The "Evil Other".
Guest Author, Anne Kass, - a retired District Judge of Albuquerque, New Mexico
There is a human phenomenon psychologists call selective attention.
Human beings have a natural tendency to pay attention only to data that support their pre-existing points of view or desires. Information that contradicts their beliefs or wishes is filtered-out of their awareness. Obviously this practice can lead to severely distorted notions of people and events and to making very poor choices and decisions.
This unbalanced manner of perceiving and interpreting reality is unfortunately common in divorce cases. Each spouse frequently rewrites the biography of the other spouse in entirely negative terms.
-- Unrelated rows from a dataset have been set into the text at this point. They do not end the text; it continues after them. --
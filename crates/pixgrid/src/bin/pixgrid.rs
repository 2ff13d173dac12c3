//! pixgrid CLI: reduce upscaled pixel art back to one pixel per grid cell.

use std::path::PathBuf;
use std::process::ExitCode;

use clap::{ArgAction, Parser};
use log::LevelFilter;
use pixgrid::{io, GridColor, PixelGridPipeline, PixgridConfig, PixgridReport, SampleMode};

type CliError = Box<dyn std::error::Error>;
type CliResult<T> = Result<T, CliError>;

#[derive(Debug, Parser)]
#[command(name = "pixgrid")]
#[command(about = "Reconstruct the pixel grid of upscaled pixel art from gradient energy")]
#[command(version)]
struct Cli {
    /// Input image.
    #[arg(long = "in", value_name = "PATH", required_unless_present = "config")]
    input: Option<PathBuf>,

    /// Output image (default: out/<stem>_sampled.png).
    #[arg(long, value_name = "PATH")]
    out: Option<PathBuf>,

    /// JSON config; flags given on the command line override its values.
    #[arg(long, value_name = "JSON")]
    config: Option<PathBuf>,

    /// Gaussian blur sigma before the gradients (0 disables blur).
    #[arg(long)]
    sigma: Option<f32>,

    /// Expected grid spacing in pixels.
    #[arg(long)]
    gap_size: Option<u32>,

    /// Accepted deviation from the grid spacing in pixels.
    #[arg(long)]
    gap_tolerance: Option<u32>,

    /// Peak threshold relative to the profile maximum, in [0, 1].
    #[arg(long)]
    min_energy: Option<f32>,

    /// Profile smoothing window (0 or 1 disables smoothing).
    #[arg(long)]
    smooth: Option<usize>,

    /// Cell sampling mode: center, average or weighted.
    #[arg(long)]
    mode: Option<SampleMode>,

    /// Centre window size relative to the cell for weighted mode.
    #[arg(long)]
    weight_ratio: Option<f32>,

    /// Draw separators between output cells.
    #[arg(long)]
    show_grid: bool,

    /// Separator colour: red, green, blue, yellow, cyan, magenta, gray, white, black.
    #[arg(long)]
    grid_color: Option<GridColor>,

    /// Edge length of each output cell in pixels.
    #[arg(long)]
    pixel_size: Option<u32>,

    /// Also write the 8-bit energy heatmap.
    #[arg(long, value_name = "PATH")]
    heatmap: Option<PathBuf>,

    /// Write a JSON run report.
    #[arg(long, value_name = "PATH")]
    report: Option<PathBuf>,

    /// More log output (-v debug, -vv trace).
    #[arg(short, long, action = ArgAction::Count)]
    verbose: u8,

    /// Emit JSON trace events (builds with the `tracing` feature).
    #[arg(long)]
    json_trace: bool,
}

impl Cli {
    fn level(&self) -> LevelFilter {
        match self.verbose {
            0 => LevelFilter::Info,
            1 => LevelFilter::Debug,
            _ => LevelFilter::Trace,
        }
    }

    fn load_config(&self) -> CliResult<PixgridConfig> {
        let mut cfg = match (&self.config, &self.input) {
            (Some(path), _) => PixgridConfig::load_json(path)?,
            (None, Some(input)) => PixgridConfig::new(input.to_string_lossy()),
            (None, None) => return Err("either --in or --config is required".into()),
        };
        if let Some(input) = &self.input {
            cfg.image_path = input.to_string_lossy().into_owned();
        }
        if let Some(out) = &self.out {
            cfg.output_path = Some(out.to_string_lossy().into_owned());
        }
        if let Some(heatmap) = &self.heatmap {
            cfg.heatmap_path = Some(heatmap.to_string_lossy().into_owned());
        }
        if let Some(report) = &self.report {
            cfg.report_path = Some(report.to_string_lossy().into_owned());
        }

        let grid = &mut cfg.params.grid;
        if let Some(v) = self.sigma {
            grid.sigma = v;
        }
        if let Some(v) = self.gap_size {
            grid.gap_size = v;
        }
        if let Some(v) = self.gap_tolerance {
            grid.gap_tolerance = v;
        }
        if let Some(v) = self.min_energy {
            grid.min_energy = v;
        }
        if let Some(v) = self.smooth {
            grid.smooth = v;
        }

        let sample = &mut cfg.params.sample;
        if let Some(v) = self.mode {
            sample.mode = v;
        }
        if let Some(v) = self.weight_ratio {
            sample.weight_ratio = v;
        }
        if let Some(v) = self.pixel_size {
            sample.pixel_size = v;
        }

        // --grid-color alone only recolours an overlay the config already enables.
        let show_grid = self.show_grid || cfg.params.overlay.is_some();
        if show_grid {
            let color = self.grid_color.or(cfg.params.overlay).unwrap_or_default();
            cfg.params.overlay = Some(color);
        }
        Ok(cfg)
    }
}

#[cfg(feature = "tracing")]
fn init_logging(cli: &Cli) -> CliResult<()> {
    use pixgrid::core::TraceFormat;
    let format = if cli.json_trace {
        TraceFormat::Json
    } else {
        TraceFormat::Pretty
    };
    pixgrid::core::init_tracing(format, cli.level());
    Ok(())
}

#[cfg(not(feature = "tracing"))]
fn init_logging(cli: &Cli) -> CliResult<()> {
    pixgrid::core::init_with_level(cli.level())?;
    if cli.json_trace {
        log::warn!("--json-trace needs a build with the `tracing` feature; ignoring");
    }
    Ok(())
}

fn main() -> ExitCode {
    let cli = Cli::parse();
    match init_logging(&cli).and_then(|()| run(&cli)) {
        Ok(()) => ExitCode::SUCCESS,
        Err(err) => {
            eprintln!("error: {err}");
            ExitCode::FAILURE
        }
    }
}

fn run(cli: &Cli) -> CliResult<()> {
    let cfg = cli.load_config()?;
    let img = io::load_rgb(&cfg.image_path)?;
    log::info!("loaded {}", cfg.image_path);

    let pipeline = PixelGridPipeline::new(cfg.params.clone())?;
    let result = pipeline.run(&io::rgb_view(&img))?;

    if let Some(path) = &cfg.heatmap_path {
        io::save_gray(&result.heatmap, path)?;
        log::info!("heatmap written to {path}");
    }

    let mut report = PixgridReport::new(&cfg.image_path, &cfg.params, &result);
    let out = cfg.resolved_output_path();
    if result.image.is_empty() {
        log::warn!(
            "no grid cells found, nothing written to {}; try a different --gap-size or --min-energy",
            out.display()
        );
    } else {
        io::save_rgb(&result.image, &out)?;
        report.set_output_path(&out);
        log::info!("saved {}", out.display());
    }

    if let Some(path) = &cfg.report_path {
        report.write_json(path)?;
        log::info!("report written to {path}");
    }

    Ok(())
}
//! Reconstruct the native pixel grid of upscaled pixel art.
//!
//! Pixel art that was scaled up (often unevenly, or by a generator that only
//! imitates a grid) is reduced back to one pixel per cell: grid lines are found
//! from gradient energy, completed by interpolation, and every cell is sampled
//! into a single colour.
//!
//! ## Quickstart
//!
//! ```no_run
//! use pixgrid::{io, PixelGridPipeline, PixgridParams};
//!
//! # fn main() -> Result<(), pixgrid::PixgridError> {
//! let img = io::load_rgb("sprite.png")?;
//! let pipeline = PixelGridPipeline::new(PixgridParams::default())?;
//! let result = pipeline.run(&io::rgb_view(&img))?;
//! println!("{:?} cells", result.lines.cell_counts());
//! io::save_rgb(&result.image, "sprite_sampled.png")?;
//! # Ok(())
//! # }
//! ```
//!
//! ## API map
//! - `pixgrid::core`: rasters, scalar fields, filters and [`LineSet`].
//! - `pixgrid::lines`: energy map, profiles, peak detection and gap interpolation.
//! - `pixgrid::sample`: per-cell colour sampling and the grid overlay.
//! - [`PixelGridPipeline`]: the end-to-end run from an RGB raster.
//! - [`PixgridConfig`] / [`PixgridReport`]: JSON configuration and run report.
//! - `pixgrid::io` (feature `image`): loading and saving through the `image` crate.

pub use pixgrid_core as core;
pub use pixgrid_lines as lines;
pub use pixgrid_sample as sample;

pub use pixgrid_core::{GrayImage, GrayImageView, LineSet, RgbImage, RgbImageView};
pub use pixgrid_lines::{GridLineDetector, GridLineParams, GridLines};
pub use pixgrid_sample::{GridColor, SampleMode, SampleParams};

mod config;
mod error;
mod pipeline;

#[cfg(feature = "image")]
pub mod io;

pub use config::{PixgridConfig, PixgridReport};
pub use error::PixgridError;
pub use pipeline::{rgb_view_from_raw, PixelGridPipeline, PixgridParams, PixgridResult};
Memories of past misconduct that were once stored away in a mental file marked "unimportant" are rediscovered and suddenly reinterpreted as significant and all encompassing.
Positive traits and past generous acts of the other spouse are blocked from conscious memory. The "ex" becomes the evil other, and after that happens, everything the former spouse does or says is perceived through the negative filter.
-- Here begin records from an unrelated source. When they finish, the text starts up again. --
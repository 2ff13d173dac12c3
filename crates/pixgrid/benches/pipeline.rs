use criterion::{black_box, criterion_group, criterion_main, BenchmarkId, Criterion};
use pixgrid::lines::{energy_heatmap, energy_map, GridLineDetector};
use pixgrid::{GridLineParams, PixelGridPipeline, PixgridParams, RgbImage, SampleMode, SampleParams};

/// Checkerboard of `cell` px blocks with 1 px dark separators, `size × size`.
fn outlined_checker(size: usize, cell: usize) -> RgbImage {
    let mut img = RgbImage::new(size, size);
    for y in 0..size {
        for x in 0..size {
            let rgb = if (x % cell == 0 && x > 0) || (y % cell == 0 && y > 0) {
                [10, 10, 10]
            } else if (x / cell + y / cell) % 2 == 0 {
                [230, 40, 40]
            } else {
                [20, 20, 200]
            };
            img.put(x, y, rgb);
        }
    }
    img
}

fn bench_pipeline(c: &mut Criterion) {
    let mut group = c.benchmark_group("pipeline");
    for size in [128usize, 512] {
        let img = outlined_checker(size, 8);
        for mode in SampleMode::ALL {
            let params = PixgridParams {
                sample: SampleParams {
                    mode,
                    ..SampleParams::default()
                },
                ..PixgridParams::default()
            };
            let pipeline = PixelGridPipeline::new(params).expect("valid params");
            group.bench_with_input(
                BenchmarkId::new(mode.as_str(), size),
                &img,
                |b, img| b.iter(|| pipeline.run(black_box(&img.view())).expect("run")),
            );
        }
    }
    group.finish();
}

fn bench_stages(c: &mut Criterion) {
    let img = outlined_checker(512, 8);
    let gray = pixgrid::core::rgb_to_gray(&img.view());

    c.bench_function("energy_map_512", |b| {
        b.iter(|| energy_map(black_box(&gray.view()), 1.0))
    });

    let energy = energy_map(&gray.view(), 1.0);
    c.bench_function("energy_heatmap_512", |b| {
        b.iter(|| energy_heatmap(black_box(&energy)))
    });

    let detector = GridLineDetector::new(GridLineParams::default()).expect("valid params");
    c.bench_function("detect_512", |b| {
        b.iter(|| detector.detect(black_box(&gray.view())))
    });
}

criterion_group!(benches, bench_pipeline, bench_stages);
criterion_main!(benches);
If the spouse who suffers from selective attention is also a parent, their newly formed opinions about the other parent affect the children.
Sometimes a child will adopt the same negative view one parent now holds.
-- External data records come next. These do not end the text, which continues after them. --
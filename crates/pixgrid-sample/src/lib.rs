//! Rebuild a pixel-art raster from a completed grid.
//!
//! Every cell bounded by consecutive x and y lines becomes one output pixel,
//! magnified to a `pixel_size × pixel_size` block. The colour comes from the
//! cell centre, the whole cell, or a centred window (see [`SampleMode`]).
//! [`draw_grid_overlay`] optionally marks the cell boundaries afterwards.

mod color;
mod overlay;
mod params;
mod sampler;

pub use color::{GridColor, UnknownColor};
pub use overlay::draw_grid_overlay;
pub use params::{SampleMode, SampleParamError, SampleParams, UnknownMode};
pub use sampler::{output_size, sample_cell, sample_cells, CellRect};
More often, however, children of these parents become terribly confused because their own experiences with one parent are not consistent with what the other parent is insisting to be true. That is, the child's interactions with the "evil" parent are pleasant and loving in contradiction to the other parent's memories and interpretations. These children can end up not trusting others or, perhaps worse still, not trusting themselves.
Divorced parents who have demonized each other in this way also exact a cost from society. For one thing, they continuously drag one another back to court hoping the court will punish the bad "ex". These people consume great amounts of Court time and resources.
Family Court judges look to counselors to try to help these warring parents reconsider their divorce-distorted opinions of one another. The job becomes more difficult the longer the twisted perceptions have been allowed to exist unchallenged and the more that friends and family have sympathized and reinforced them. Sometimes divorce parents are unwilling or unable to reconsider their views of each other until they have utterly exhausted all of their economic resources or driven their children to self-destructive behavior. Sometimes even then, the war goes on. The key to a decent divorce is the ability of each spouse to recognize the other is like all other human beings -- flawed, not evil.